Monday, May 11, 2009

Building webs instead of chains.

What is the meaning of a piece of music?


Is it the quality that lets us recognize it upon hearing it? Does it lie in the ability to play the notes or understanding what is going in the composition? Is the meaning of a work in the emotional connection you have with it? Even then, if you are not the composer, can you ever really know the true meaning of a piece of music?


To know a piece of information and to have the ability to extract  meaning from it are two very different things. A computer can know millions of variables, but it derives no meaning to itself from that information. What something means really has to do with the ways it connects to all the other things we know. The more such links, the more that thing will mean to us. Looking for one "true" meaning for anything in particular is futile. If something had only one meaning it would only be connected with one thing in our minds and would hardly mean anything at all.

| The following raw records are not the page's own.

//! Path-wise store of underlying factors and the regressions that use them.

use std::ops::Range;

use pricer_core::types::Date;

use crate::error::{ValuationError, ValuationResult};
use crate::parallel::split_ranges_mut;
use crate::regression::{fit, RegressionBasis, RegressionMethod};

/// Underlying factor realisations indexed by path, date and factor.
#[derive(Clone, Debug)]
pub struct SimulatedRegressors {
    dates: Vec<Date>,
    n_factors: usize,
    n_paths: usize,
    // (path * n_dates + date) * n_factors + factor
    values: Vec<f64>,
}

/// Exclusive view of a contiguous block of paths.
#[derive(Debug)]
pub struct RegressorBlock<'a> {
    paths: Range<usize>,
    n_dates: usize,
    n_factors: usize,
    values: &'a mut [f64],
}

impl RegressorBlock<'_> {
    /// Factor row of absolute path `path` at date index `date`.
    ///
    /// # Panics
    ///
    /// If `path` lies outside the block.
    pub fn row_mut(&mut self, path: usize, date: usize) -> &mut [f64] {
        let start = ((path - self.paths.start) * self.n_dates + date) * self.n_factors;
        &mut self.values[start..start + self.n_factors]
    }
}

impl SimulatedRegressors {
    /// Zeroed store. `dates` must be sorted and free of duplicates.
    pub fn new(dates: Vec<Date>, n_factors: usize, n_paths: usize) -> Self {
        let values = vec![0.0; dates.len() * n_factors * n_paths];
        Self {
            dates,
            n_factors,
            n_paths,
            values,
        }
    }

    /// Dates at which factors are stored.
    pub fn dates(&self) -> &[Date] {
        &self.dates
    }

    /// Position of `date` in [`dates`](Self::dates).
    pub fn date_index(&self, date: Date) -> Option<usize> {
        self.dates.binary_search(&date).ok()
    }

    /// Total factor count across all simulators.
    pub fn n_factors(&self) -> usize {
        self.n_factors
    }

    /// Number of paths.
    pub fn n_paths(&self) -> usize {
        self.n_paths
    }

    /// Stores one factor value.
    pub fn add(&mut self, path: usize, date: usize, factor: usize, value: f64) {
        let n_dates = self.dates.len();
        self.values[(path * n_dates + date) * self.n_factors + factor] = value;
    }

    /// Factor value on `path` at date index `date`.
    pub fn get(&self, path: usize, date: usize, factor: usize) -> f64 {
        self.values[(path * self.dates.len() + date) * self.n_factors + factor]
    }

    /// Disjoint mutable blocks, one per range. Ranges must tile `0..n_paths`
    /// from 0 upward.
    pub fn blocks_mut(&mut self, ranges: &[Range<usize>]) -> Vec<RegressorBlock<'_>> {
        let n_dates = self.dates.len();
        let n_factors = self.n_factors;
        split_ranges_mut(&mut self.values, n_dates * n_factors, ranges)
            .into_iter()
            .zip(ranges)
            .map(|(values, range)| RegressorBlock {
                paths: range.clone(),
                n_dates,
                n_factors,
                values,
            })
            .collect()
    }

    /// Cross-section of every factor at date index `date`, as `[factor][path]`.
    pub fn cross_section(&self, date: usize) -> Vec<Vec<f64>> {
        (0..self.n_factors)
            .map(|f| (0..self.n_paths).map(|p| self.get(p, date, f)).collect())
            .collect()
    }

    /// Regresses `target` (one value per path) on the factors at date index
    /// `date` and returns the fitted values.
    pub fn fit_at(
        &self,
        date: usize,
        target: &[f64],
        basis: RegressionBasis,
        method: RegressionMethod,
    ) -> ValuationResult<Vec<f64>> {
        let design = basis.design_matrix(&self.cross_section(date), self.n_paths);
        fit(&design, target, method).map_err(|source| ValuationError::Regression {
            date: self.dates[date],
            source,
        })
    }

    /// Realisations of factor `factor` at `dates`, as `[path][date]`.
    ///
    /// Dates not held by the store yield `NaN`.
    pub fn factor_paths(&self, factor: usize, dates: &[Date]) -> Vec<Vec<f64>> {
        let columns: Vec<Option<usize>> = dates.iter().map(|&d| self.date_index(d)).collect();
        (0..self.n_paths)
            .map(|path| {
                columns
                    .iter()
                    .map(|col| col.map_or(f64::NAN, |c| self.get(path, c, factor)))
                    .collect()
            })
            .collect()
    }
}

#[cfg(test)]
mod tests {
    use super::*;
    use crate::error::RegressionError;
    use crate::parallel::partition;
    use approx::assert_relative_eq;

    fn dates() -> Vec<Date> {
        vec![
            Date::from_ymd(2025, 6, 1).unwrap(),
            Date::from_ymd(2026, 1, 1).unwrap(),
        ]
    }

    #[test]
    fn test_blocks_and_lookup_agree() {
        let mut store = SimulatedRegressors::new(dates(), 2, 5);
        let ranges = partition(5, 2);
        for (range, mut block) in ranges.iter().zip(store.blocks_mut(&ranges)) {
            for path in range.clone() {
                for d in 0..2 {
                    let row = block.row_mut(path, d);
                    row[0] = path as f64;
                    row[1] = d as f64 + 10.0;
                }
            }
        }
        assert_relative_eq!(store.get(3, 1, 0), 3.0);
        assert_relative_eq!(store.get(4, 0, 1), 10.0);
        assert_eq!(store.cross_section(1)[1], vec![11.0; 5]);
    }

    #[test]
    fn test_factor_paths_layout() {
        let mut store = SimulatedRegressors::new(dates(), 1, 3);
        for path in 0..3 {
            store.add(path, 0, 0, path as f64);
            store.add(path, 1, 0, 2.0 * path as f64);
        }
        let d = dates();
        let paths = store.factor_paths(0, &[d[1], d[0]]);
        assert_eq!(paths, vec![vec![0.0, 0.0], vec![2.0, 1.0], vec![4.0, 2.0]]);
    }

    #[test]
    fn test_fit_at_recovers_linear_target() {
        let mut store = SimulatedRegressors::new(dates(), 1, 30);
        let mut target = Vec::new();
        for path in 0..30 {
            let x = path as f64 * 0.5;
            store.add(path, 1, 0, x);
            target.push(3.0 + 2.0 * x);
        }
        let fitted = store
            .fit_at(1, &target, RegressionBasis::Polynomial { order: 1 }, RegressionMethod::Svd)
            .unwrap();
        for (f, t) in fitted.iter().zip(&target) {
            assert_relative_eq!(*f, *t, epsilon = 1e-9);
        }
    }

    #[test]
    fn test_fit_at_reports_date() {
        let store = SimulatedRegressors::new(dates(), 1, 3);
        let err = store
            .fit_at(0, &[1.0, f64::INFINITY, 0.0], RegressionBasis::default(), RegressionMethod::Svd)
            .unwrap_err();
        match err {
            ValuationError::Regression { date, source } => {
                assert_eq!(date, dates()[0]);
                assert_eq!(source, RegressionError::NonFiniteTarget { path: 1 });
            }
            other => panic!("unexpected error: {other}"),
        }
    }
}
//! Currency types for multi-currency valuation.
//!
//! This module provides ISO 4217 currency codes. Every cashflow carries a
//! currency, and the numeraire simulator declares the currency in which a
//! valuation is reported.
//!
//! # Examples
//!
//! ```
//! use pricer_core::types::currency::Currency;
//!
//! let zar: Currency = "zar".parse().unwrap();
//! assert_eq!(zar, Currency::ZAR);
//! assert_eq!(zar.code(), "ZAR");
//! assert_eq!(Currency::JPY.decimal_places(), 0);
//! ```

use std::fmt;
use std::str::FromStr;

use super::error::CurrencyError;

/// ISO 4217 currency codes with decimal precision metadata.
///
/// Ordering follows declaration order and only exists so that currencies
/// can be collected into ordered sets for deterministic iteration.
#[non_exhaustive]
#[derive(Copy, Clone, Debug, PartialEq, Eq, PartialOrd, Ord, Hash)]
#[cfg_attr(feature = "serde", derive(serde::Serialize, serde::Deserialize))]
pub enum Currency {
    /// United States Dollar
    USD,
    /// Euro
    EUR,
    /// British Pound Sterling
    GBP,
    /// Japanese Yen (no minor units)
    JPY,
    /// Swiss Franc
    CHF,
    /// South African Rand
    ZAR,
}

impl Currency {
    /// All supported currencies.
    pub const ALL: [Currency; 6] = [
        Currency::USD,
        Currency::EUR,
        Currency::GBP,
        Currency::JPY,
        Currency::CHF,
        Currency::ZAR,
    ];

    /// Returns the ISO 4217 three-letter currency code.
    pub fn code(&self) -> &'static str {
        match self {
            Currency::USD => "USD",
            Currency::EUR => "EUR",
            Currency::GBP => "GBP",
            Currency::JPY => "JPY",
            Currency::CHF => "CHF",
            Currency::ZAR => "ZAR",
        }
    }

    /// Returns the standard number of decimal places for this currency.
    pub fn decimal_places(&self) -> u8 {
        match self {
            Currency::JPY => 0,
            _ => 2,
        }
    }
}

impl FromStr for Currency {
    type Err = CurrencyError;

    /// Parses ISO 4217 currency code (case-insensitive).
    fn from_str(s: &str) -> Result<Self, CurrencyError> {
        let upper = s.trim().to_uppercase();
        Currency::ALL
            .iter()
            .copied()
            .find(|c| c.code() == upper)
            .ok_or_else(|| CurrencyError::UnknownCurrency(s.to_string()))
    }
}

impl fmt::Display for Currency {
    /// Formats as ISO 4217 code.
    fn fmt(&self, f: &mut fmt::Formatter<'_>) -> fmt::Result {
        write!(f, "{}", self.code())
    }
}
//! Market observables: the quantities simulators produce and products consume.
//!
//! [`MarketObservable`] is a closed set of identities with structural
//! equality and hashing, so it can key the observable-to-simulator provider
//! map. The `Display` form is stable and is used in error messages.
//!
//! | Variant | Display |
//! |---------|---------|
//! | `FloatRateIndex` | `ZAR:JIBAR:3M` |
//! | `Share` | `SHARE:ZAR:AAA` |
//! | `CurrencyPair` | `USDZAR` |
//! | `Dividend` | `SHARE:DIVI:ZAR:AAA` |
//! | `DefaultTime` | `DEFAULT:TIME:ACME` |
//! | `DefaultRecovery` | `DEFAULT:RECOVERYRATE:ACME` |
//! | `Custom` | as given |

use std::fmt;

use super::currency::Currency;
use super::currency_pair::CurrencyPair;
use super::time::Tenor;

/// Identity of an observable market quantity.
///
/// # Examples
///
/// ```
/// use pricer_core::types::{Currency, MarketObservable, Tenor};
///
/// let jibar = MarketObservable::float_rate_index(Currency::ZAR, "JIBAR", Tenor::months(3));
/// assert_eq!(jibar.to_string(), "ZAR:JIBAR:3M");
///
/// let share = MarketObservable::share(Currency::ZAR, "aaa");
/// assert_eq!(share.to_string(), "SHARE:ZAR:AAA");
/// assert_eq!(share.dividend().unwrap().to_string(), "SHARE:DIVI:ZAR:AAA");
/// ```
#[derive(Debug, Clone, PartialEq, Eq, PartialOrd, Ord, Hash)]
#[cfg_attr(feature = "serde", derive(serde::Serialize, serde::Deserialize))]
pub enum MarketObservable {
    /// A floating interest rate fixing such as 3M JIBAR.
    FloatRateIndex {
        /// Currency of the index
        currency: Currency,
        /// Index family name, upper case
        name: String,
        /// Accrual tenor of the index
        tenor: Tenor,
    },
    /// A listed share price.
    Share {
        /// Currency the share trades in
        currency: Currency,
        /// Exchange code, upper case
        code: String,
    },
    /// An exchange rate.
    CurrencyPair(CurrencyPair),
    /// Dividends paid by a share, accumulated between observation dates.
    Dividend {
        /// Currency the share trades in
        currency: Currency,
        /// Exchange code of the underlying share, upper case
        code: String,
    },
    /// Default time of a reference entity.
    DefaultTime {
        /// Reference entity, upper case
        entity: String,
    },
    /// Recovery rate of a reference entity on default.
    DefaultRecovery {
        /// Reference entity, upper case
        entity: String,
    },
    /// Any other observable, identified by its text.
    Custom(String),
}

impl MarketObservable {
    /// Builds a floating rate index observable.
    pub fn float_rate_index(currency: Currency, name: &str, tenor: Tenor) -> Self {
        MarketObservable::FloatRateIndex {
            currency,
            name: name.trim().to_uppercase(),
            tenor,
        }
    }

    /// Builds a share price observable.
    pub fn share(currency: Currency, code: &str) -> Self {
        MarketObservable::Share {
            currency,
            code: code.trim().to_uppercase(),
        }
    }

    /// Builds an FX rate observable.
    pub fn currency_pair(pair: CurrencyPair) -> Self {
        MarketObservable::CurrencyPair(pair)
    }

    /// Builds a default time observable.
    pub fn default_time(entity: &str) -> Self {
        MarketObservable::DefaultTime {
            entity: entity.trim().to_uppercase(),
        }
    }

    /// Builds a recovery rate observable.
    pub fn default_recovery(entity: &str) -> Self {
        MarketObservable::DefaultRecovery {
            entity: entity.trim().to_uppercase(),
        }
    }

    /// Returns the dividend observable of a share, `None` for other variants.
    pub fn dividend(&self) -> Option<Self> {
        match self {
            MarketObservable::Share { currency, code } => Some(MarketObservable::Dividend {
                currency: *currency,
                code: code.clone(),
            }),
            _ => None,
        }
    }

    /// Returns the share underlying a dividend observable.
    pub fn underlying_share(&self) -> Option<Self> {
        match self {
            MarketObservable::Dividend { currency, code } => Some(MarketObservable::Share {
                currency: *currency,
                code: code.clone(),
            }),
            _ => None,
        }
    }

    /// Currency the observable is denominated in, where it has one.
    pub fn currency(&self) -> Option<Currency> {
        match self {
            MarketObservable::FloatRateIndex { currency, .. }
            | MarketObservable::Share { currency, .. }
            | MarketObservable::Dividend { currency, .. } => Some(*currency),
            MarketObservable::CurrencyPair(pair) => Some(pair.counter()),
            _ => None,
        }
    }
}

impl From<CurrencyPair> for MarketObservable {
    fn from(pair: CurrencyPair) -> Self {
        MarketObservable::CurrencyPair(pair)
    }
}

impl fmt::Display for MarketObservable {
    fn fmt(&self, f: &mut fmt::Formatter<'_>) -> fmt::Result {
        match self {
            MarketObservable::FloatRateIndex {
                currency,
                name,
                tenor,
            } => write!(f, "{currency}:{name}:{tenor}"),
            MarketObservable::Share { currency, code } => write!(f, "SHARE:{currency}:{code}"),
            MarketObservable::CurrencyPair(pair) => write!(f, "{pair}"),
            MarketObservable::Dividend { currency, code } => {
                write!(f, "SHARE:DIVI:{currency}:{code}")
            }
            MarketObservable::DefaultTime { entity } => write!(f, "DEFAULT:TIME:{entity}"),
            MarketObservable::DefaultRecovery { entity } => {
                write!(f, "DEFAULT:RECOVERYRATE:{entity}")
            }
            MarketObservable::Custom(text) => write!(f, "{text}"),
        }
    }
}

Understanding this is very important for a musician. It affects the way we try to learn our music and how we try teach our students.


The worst teaching tries to shape concepts into a tower or a chain instead of trying to build cross-connected webs. The problem with chains is that they will break at their weakest links and towers easily topple. That's what happens when our mind, or a child's, wanders for just a moment.


As a way of reaching a useful conclusion, for a mathematician or a philosopher, simple straight lines are best. What we must realise is that our purpose is not the same. We need our ideas to be as cross-connected as possible if we wish to have any hope of retaining them. We think that we are helping our students effectively by showing them a simple single path and hammering away at it, but instead we are making things worse most of the time. The focus should be on building robust networks in our students' heads.


This is the problem with the so-called "miracle methods" of teaching. There is no magic shortcut to being a musician. Music comes with time, and it comes as a result of a whole organic process in which we integrate the entirety of our experience. We can help this process by helping our students look at the music from all possible angles.


We can apply this to our own practice. The greatest advantage of learning through webs of concepts instead of chains of reasoning is that the knowledge gained is long-lasting and almost impossible to forget. That should be the biggest selling point for any performing musician, since a typical fear is forgetting the music while performing in public.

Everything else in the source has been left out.